NEW YORK--()--Sandell Asset Management Corp. (“Sandell”), today issued the following public letter to Jean-Paul Montupet, Chairman of the Board of Directors of PartnerRe Ltd.:

22 May 2015

Mr. Jean-Paul Montupet
Chairman, Board of Directors
PartnerRe Ltd.
Wellesley House South
90 Pitts Bay Road
Pembroke HM08
Bermuda

cc: David Zwiener, Interim CEO

By Email and By Courier

Dear Mr. Montupet,

As you know, we previously wrote to you, on May 13, 2015, expressing our concern that, with respect to the EXOR offer, certain actions of the Board of PartnerRe Ltd. (the “Company”) did not appear to have been in the best interests of PartnerRe shareholders. Subsequent disclosures made by the Company have provided some assurances regarding our concerns, but the continued refusal to designate the EXOR offer as reasonably likely to result in a “Superior Proposal” raises significant questions about the Board’s commitment to a fair process.

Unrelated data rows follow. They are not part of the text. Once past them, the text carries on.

//! Static tactics puzzles and the solution matcher.

use serde::{Deserialize, Serialize};

use crate::errors::ChessResult;
use crate::game_state::chess_types::{Color, PieceKind, Square};
use crate::game_state::position::Position;
use crate::utils::long_algebraic::encode_move_token;

/// Read-only puzzle record. Solution tokens use lowercase coordinate form
/// (`d1h5`, `e7e8q`), the same form `encode_move_token` produces.
#[derive(Debug, Clone, PartialEq, Eq, Serialize, Deserialize)]
pub struct Puzzle {
    pub id: String,
    pub fen: String,
    pub side_to_move: Color,
    pub solution: String,
    #[serde(default)]
    pub moves: Vec<String>,
    pub theme: String,
    pub rating: u32,
    pub description: String,
}

impl Puzzle {
    pub fn starting_position(&self) -> ChessResult<Position> {
        Position::from_fen(&self.fen)
    }
}

/// Exact token comparison of a played move against the puzzle's accepted
/// answers. Legality is the caller's concern.
pub fn check_solution(
    puzzle: &Puzzle,
    from: Square,
    to: Square,
    promotion: Option<PieceKind>,
) -> bool {
    let token = encode_move_token(from, to, promotion);
    std::iter::once(&puzzle.solution)
        .chain(puzzle.moves.iter())
        .any(|accepted| *accepted == token)
}

#[cfg(test)]
mod tests {
    use super::{check_solution, Puzzle};
    use crate::game_state::chess_types::{Color, PieceKind, Square};

    fn sq(text: &str) -> Square {
        text.parse().expect("square should parse")
    }

    fn promotion_puzzle() -> Puzzle {
        Puzzle {
            id: "promo".to_owned(),
            fen: "8/4P1k1/8/8/8/8/6K1/8 w - - 0 1".to_owned(),
            side_to_move: Color::White,
            solution: "e7e8q".to_owned(),
            moves: vec!["e7e8r".to_owned()],
            theme: "Promotion".to_owned(),
            rating: 700,
            description: "Promote.".to_owned(),
        }
    }

    #[test]
    fn matches_solution_and_accepted_moves() {
        let puzzle = promotion_puzzle();

        assert!(check_solution(&puzzle, sq("e7"), sq("e8"), Some(PieceKind::Queen)));
        assert!(check_solution(&puzzle, sq("e7"), sq("e8"), Some(PieceKind::Rook)));
        assert!(!check_solution(&puzzle, sq("e7"), sq("e8"), Some(PieceKind::Knight)));
        assert!(!check_solution(&puzzle, sq("e7"), sq("e8"), None));
        assert!(!check_solution(&puzzle, sq("g2"), sq("g3"), None));
    }

    #[test]
    fn comparison_is_exact_token_equality() {
        let mut puzzle = promotion_puzzle();
        puzzle.solution = "E7E8Q".to_owned();
        puzzle.moves.clear();

        assert!(!check_solution(&puzzle, sq("e7"), sq("e8"), Some(PieceKind::Queen)));
    }

    #[test]
    fn starting_position_parses_fen() {
        let position = promotion_puzzle().starting_position().expect("FEN should parse");
        assert_eq!(position.side_to_move(), Color::White);
    }

    #[test]
    fn deserializes_without_accepted_moves() {
        let json = r#"{
            "id": "x", "fen": "8/8/8/8/8/8/8/8 w - - 0 1", "side_to_move": "black",
            "solution": "a1a2", "theme": "Test", "rating": 1, "description": ""
        }"#;
        let puzzle: Puzzle = serde_json::from_str(json).expect("puzzle JSON should parse");

        assert!(puzzle.moves.is_empty());
        assert_eq!(puzzle.side_to_move, Color::Black);
    }
}
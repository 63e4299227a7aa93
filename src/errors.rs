//! Error types for the rules engine.
//!
//! Every fallible operation returns [`ChessResult`]. A rejected operation
//! never leaves a partially built position behind.

use std::fmt;

use crate::game_state::chess_types::{Color, Square};

/// Why a move request was refused.
///
/// Callers that only care whether the move went through should treat every
/// reason the same way; the distinction exists for diagnostics and logging.
#[derive(Debug, Clone, Copy, PartialEq, Eq)]
pub enum IllegalMoveReason {
    /// The origin square is empty.
    NoPiece,
    /// The origin piece belongs to the side not on move.
    WrongSide,
    /// The piece cannot reach the destination (including blocked paths,
    /// own-piece destinations and refused castling).
    GeometricallyIllegal,
    /// The move would leave the mover's own king attacked.
    LeavesKingInCheck,
    /// A pawn reached the last rank without a promotion kind under the
    /// explicit promotion policy.
    MissingPromotion,
    /// The requested promotion kind is not queen, rook, bishop or knight.
    InvalidPromotion,
}

impl fmt::Display for IllegalMoveReason {
    fn fmt(&self, f: &mut fmt::Formatter<'_>) -> fmt::Result {
        let text = match self {
            IllegalMoveReason::NoPiece => "no piece on origin square",
            IllegalMoveReason::WrongSide => "piece does not belong to side to move",
            IllegalMoveReason::GeometricallyIllegal => "piece cannot move there",
            IllegalMoveReason::LeavesKingInCheck => "move leaves own king in check",
            IllegalMoveReason::MissingPromotion => "promotion piece required",
            IllegalMoveReason::InvalidPromotion => "invalid promotion piece",
        };
        f.write_str(text)
    }
}

/// Errors produced by the rules engine and its codecs.
#[derive(Debug, thiserror::Error)]
pub enum ChessError {
    /// FEN text that could not be parsed.
    #[error("Invalid FEN: {0}")]
    InvalidFen(String),

    /// Square text outside `a1..h8`.
    #[error("Invalid square: {0}")]
    InvalidSquare(String),

    /// A move request that was rejected.
    #[error("Illegal move {from}{to}: {reason}")]
    IllegalMove {
        from: Square,
        to: Square,
        reason: IllegalMoveReason,
    },

    /// SAN token that matches no legal move.
    #[error("Invalid SAN move: {0}")]
    InvalidSan(String),

    /// SAN token that matches more than one legal move.
    #[error("Ambiguous SAN move: {0}")]
    AmbiguousSan(String),

    /// Structurally malformed PGN.
    #[error("Invalid PGN: {0}")]
    InvalidPgn(String),

    /// Coordinate move token such as `e7e8q` that could not be decoded.
    #[error("Invalid move token: {0}")]
    InvalidMoveToken(String),

    /// A side has no king where a playable game needs one.
    #[error("Missing {0} king")]
    MissingKing(Color),

    /// A side has more than one king.
    #[error("More than one {0} king")]
    TooManyKings(Color),

    /// Engine configuration that could not be deserialized.
    #[error("Invalid configuration: {0}")]
    Config(#[from] toml::de::Error),

    /// Puzzle collection that could not be deserialized.
    #[error("Invalid puzzle data: {0}")]
    PuzzleData(#[from] serde_json::Error),

    #[error("IO error: {0}")]
    Io(#[from] std::io::Error),
}

impl ChessError {
    #[inline]
    pub fn illegal(from: Square, to: Square, reason: IllegalMoveReason) -> Self {
        ChessError::IllegalMove { from, to, reason }
    }
}

/// Result type alias for rules-engine operations.
pub type ChessResult<T> = Result<T, ChessError>;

As we stated in our letter, and in our subsequent conversation with Mr. Zweiner, in our view, there is ample evidence that the latest EXOR offer from May 12 “would reasonably be likely to result in a Superior Proposal” under the merger agreement with Axis. We believe that PartnerRe should immediately and publicly acknowledge this, and follow the process outlined in Section 5.8 of the merger agreement with Axis - a process which was specifically negotiated by PartnerRe. Based on our understanding of the Axis merger agreement, such a determination would not jeopardize the potential merger with Axis. Rather, the Board would be free to negotiate with EXOR before determining, in good faith, whether to change its recommendation, while simultaneously initiating a process that would permit Axis to improve its offer. We fail to understand how the Board’s decision to ignore the merger agreement’s fair and well-defined provisions that specifically contemplate the Company’s current scenario is consistent with the Board’s stated desire to maximize value for all shareholders.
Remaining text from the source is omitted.